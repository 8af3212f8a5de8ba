//! Document store contract and typed per-collection adapters.
//!
//! Documents are read and written whole; there are no field-level updates.
//! Writes carry a [`WriteExpectation`] so multi-step read-modify-write
//! operations can detect an interleaving writer instead of silently losing
//! the update.

pub mod sqlite;

pub use sqlite::SqliteStore;

use async_trait::async_trait;
use chrono::NaiveDate;
use serde_json::Value;
use std::fmt;
use std::path::PathBuf;
use std::sync::Arc;
use tracing::debug;

use crate::config::UserConfig;
use crate::error::{Result, StoreError};
use crate::habits::HabitRecord;
use crate::platform::UserId;
use crate::schedule::Schedule;

/// Returns `~/.config/daykeeper[-dev]/` based on DAYKEEPER_ENV.
///
/// Set DAYKEEPER_ENV=dev to use the development data directory.
pub fn data_dir() -> Result<PathBuf, StoreError> {
    let base_dir = dirs::home_dir()
        .unwrap_or_else(|| PathBuf::from("."))
        .join(".config");

    let env = std::env::var("DAYKEEPER_ENV").unwrap_or_else(|_| "production".to_string());

    let dir = if env == "dev" {
        base_dir.join("daykeeper-dev")
    } else {
        base_dir.join("daykeeper")
    };

    std::fs::create_dir_all(&dir)?;
    Ok(dir)
}

/// Hierarchical document key: user id → category → date or "main".
#[derive(Debug, Clone, PartialEq, Eq, Hash)]
pub struct DocPath(String);

impl DocPath {
    pub fn user_config(user: UserId) -> Self {
        Self(format!("users/{user}/config/main"))
    }

    pub fn schedule(user: UserId, date: NaiveDate) -> Self {
        Self(format!("users/{user}/schedules/{date}"))
    }

    pub fn habits(user: UserId, date: NaiveDate) -> Self {
        Self(format!("users/{user}/habits/{date}"))
    }

    pub fn as_str(&self) -> &str {
        &self.0
    }
}

impl fmt::Display for DocPath {
    fn fmt(&self, f: &mut fmt::Formatter<'_>) -> fmt::Result {
        f.write_str(&self.0)
    }
}

/// A document body plus the revision it was read at.
#[derive(Debug, Clone)]
pub struct VersionedDoc {
    pub body: Value,
    pub revision: u64,
}

/// Concurrency expectation for a write.
#[derive(Debug, Clone, Copy, PartialEq, Eq)]
pub enum WriteExpectation {
    /// Unconditional overwrite; last writer wins.
    Any,
    /// The document must not exist yet (lazy-create guard).
    Absent,
    /// The document must still be at this revision (compare-and-swap).
    Revision(u64),
}

/// Backing document store: whole-document get and expectation-checked put.
#[async_trait]
pub trait DocumentStore: Send + Sync {
    async fn get(&self, path: &DocPath) -> Result<Option<VersionedDoc>, StoreError>;

    /// Write a document, enforcing `expect`. Returns the new revision.
    async fn put(
        &self,
        path: &DocPath,
        body: Value,
        expect: WriteExpectation,
    ) -> Result<u64, StoreError>;
}

/// Typed adapter over the user-config collection.
#[derive(Clone)]
pub struct ConfigStore {
    store: Arc<dyn DocumentStore>,
}

impl ConfigStore {
    pub fn new(store: Arc<dyn DocumentStore>) -> Self {
        Self { store }
    }

    pub async fn load(&self, user: UserId) -> Result<Option<UserConfig>> {
        let path = DocPath::user_config(user);
        match self.store.get(&path).await? {
            Some(doc) => {
                let config = serde_json::from_value(doc.body).map_err(StoreError::Serialize)?;
                Ok(Some(config))
            }
            None => Ok(None),
        }
    }

    /// Full overwrite; setup always replaces the previous config.
    pub async fn save(&self, user: UserId, config: &UserConfig) -> Result<()> {
        let path = DocPath::user_config(user);
        let body = serde_json::to_value(config).map_err(StoreError::Serialize)?;
        self.store.put(&path, body, WriteExpectation::Any).await?;
        Ok(())
    }
}

/// Typed adapter over the per-day schedule collection.
#[derive(Clone)]
pub struct ScheduleStore {
    store: Arc<dyn DocumentStore>,
}

impl ScheduleStore {
    pub fn new(store: Arc<dyn DocumentStore>) -> Self {
        Self { store }
    }

    /// Fetch the schedule for (user, date), creating and persisting the
    /// default 4-slot layout if none exists yet.
    ///
    /// Returns the schedule and the revision to pass to [`Self::save`].
    /// Creation uses an absence guard, so two racing first accesses
    /// converge on a single stored document.
    pub async fn get_or_create(
        &self,
        user: UserId,
        date: NaiveDate,
        start_hour: u8,
    ) -> Result<(Schedule, u64)> {
        let path = DocPath::schedule(user, date);
        if let Some(doc) = self.store.get(&path).await? {
            let schedule = serde_json::from_value(doc.body).map_err(StoreError::Serialize)?;
            return Ok((schedule, doc.revision));
        }

        let schedule = Schedule::new(date, start_hour);
        let body = serde_json::to_value(&schedule).map_err(StoreError::Serialize)?;
        match self.store.put(&path, body, WriteExpectation::Absent).await {
            Ok(revision) => {
                debug!(%path, "created default schedule");
                Ok((schedule, revision))
            }
            Err(StoreError::RevisionConflict { .. }) => {
                // Lost the create race; take the winner's document.
                let doc = self
                    .store
                    .get(&path)
                    .await?
                    .ok_or_else(|| StoreError::QueryFailed(format!("document '{path}' vanished")))?;
                let schedule = serde_json::from_value(doc.body).map_err(StoreError::Serialize)?;
                Ok((schedule, doc.revision))
            }
            Err(e) => Err(e.into()),
        }
    }

    /// Persist the whole schedule, guarded by the revision it was read at.
    /// Returns the new revision. An interleaving writer surfaces as
    /// [`StoreError::RevisionConflict`].
    pub async fn save(&self, user: UserId, schedule: &Schedule, revision: u64) -> Result<u64> {
        let path = DocPath::schedule(user, schedule.date);
        let body = serde_json::to_value(schedule).map_err(StoreError::Serialize)?;
        let new_revision = self
            .store
            .put(&path, body, WriteExpectation::Revision(revision))
            .await?;
        Ok(new_revision)
    }
}

/// Typed adapter over the per-day habit-record collection.
#[derive(Clone)]
pub struct HabitStore {
    store: Arc<dyn DocumentStore>,
}

impl HabitStore {
    pub fn new(store: Arc<dyn DocumentStore>) -> Self {
        Self { store }
    }

    /// Full overwrite: a later check-in for the same day wins. Accepted
    /// race, not guarded.
    pub async fn save(&self, user: UserId, record: &HabitRecord) -> Result<()> {
        let path = DocPath::habits(user, record.date);
        let body = serde_json::to_value(record).map_err(StoreError::Serialize)?;
        self.store.put(&path, body, WriteExpectation::Any).await?;
        Ok(())
    }

    pub async fn load(&self, user: UserId, date: NaiveDate) -> Result<Option<HabitRecord>> {
        let path = DocPath::habits(user, date);
        match self.store.get(&path).await? {
            Some(doc) => {
                let record = serde_json::from_value(doc.body).map_err(StoreError::Serialize)?;
                Ok(Some(record))
            }
            None => Ok(None),
        }
    }
}

#[cfg(test)]
mod tests {
    use super::*;

    fn store() -> Arc<dyn DocumentStore> {
        Arc::new(SqliteStore::open_memory().unwrap())
    }

    #[test]
    fn doc_paths_mirror_the_collection_hierarchy() {
        let user = UserId(42);
        let date = NaiveDate::from_ymd_opt(2026, 8, 30).unwrap();
        assert_eq!(DocPath::user_config(user).as_str(), "users/42/config/main");
        assert_eq!(
            DocPath::schedule(user, date).as_str(),
            "users/42/schedules/2026-08-30"
        );
        assert_eq!(
            DocPath::habits(user, date).as_str(),
            "users/42/habits/2026-08-30"
        );
    }

    #[tokio::test]
    async fn get_or_create_persists_the_default_layout() {
        let schedules = ScheduleStore::new(store());
        let user = UserId(1);
        let date = NaiveDate::from_ymd_opt(2026, 8, 30).unwrap();

        let (created, rev1) = schedules.get_or_create(user, date, 22).await.unwrap();
        let hours: Vec<u8> = created.slots.iter().map(|s| s.start_hour).collect();
        assert_eq!(hours, vec![22, 2, 6, 10]);

        // Second access reads the stored document instead of recreating.
        let (fetched, rev2) = schedules.get_or_create(user, date, 5).await.unwrap();
        assert_eq!(fetched, created);
        assert_eq!(rev1, rev2);
    }

    #[tokio::test]
    async fn stale_revision_save_is_a_conflict() {
        let schedules = ScheduleStore::new(store());
        let user = UserId(1);
        let date = NaiveDate::from_ymd_opt(2026, 8, 30).unwrap();

        let (mut a, rev) = schedules.get_or_create(user, date, 7).await.unwrap();
        let (mut b, _) = schedules.get_or_create(user, date, 7).await.unwrap();

        crate::schedule::alloc::add_task(&mut a, "first writer", 30).unwrap();
        let new_rev = schedules.save(user, &a, rev).await.unwrap();
        assert!(new_rev > rev);

        crate::schedule::alloc::add_task(&mut b, "second writer", 30).unwrap();
        let err = schedules.save(user, &b, rev).await.unwrap_err();
        assert!(matches!(
            err,
            crate::error::CoreError::Store(StoreError::RevisionConflict { .. })
        ));
    }

    #[tokio::test]
    async fn habit_record_save_is_last_writer_wins() {
        let habits = HabitStore::new(store());
        let user = UserId(1);
        let date = NaiveDate::from_ymd_opt(2026, 8, 30).unwrap();

        let first = HabitRecord {
            date,
            answers: vec![],
        };
        habits.save(user, &first).await.unwrap();

        let second = HabitRecord {
            date,
            answers: vec![crate::habits::HabitAnswer {
                habit: "Meditate".into(),
                polarity: crate::habits::HabitPolarity::Positive,
                answered_yes: true,
            }],
        };
        habits.save(user, &second).await.unwrap();

        let loaded = habits.load(user, date).await.unwrap().unwrap();
        assert_eq!(loaded, second);
    }

    #[tokio::test]
    async fn config_load_returns_none_before_setup() {
        let configs = ConfigStore::new(store());
        assert!(configs.load(UserId(9)).await.unwrap().is_none());
    }
}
◇ ◇ ◇
Work order
Copy every line in the listing above where the string "whole" turns up.

Answer to the exercise
//! Documents are read and written whole; there are no field-level updates.
/// Backing document store: whole-document get and expectation-checked put.
    /// Persist the whole schedule, guarded by the revision it was read at.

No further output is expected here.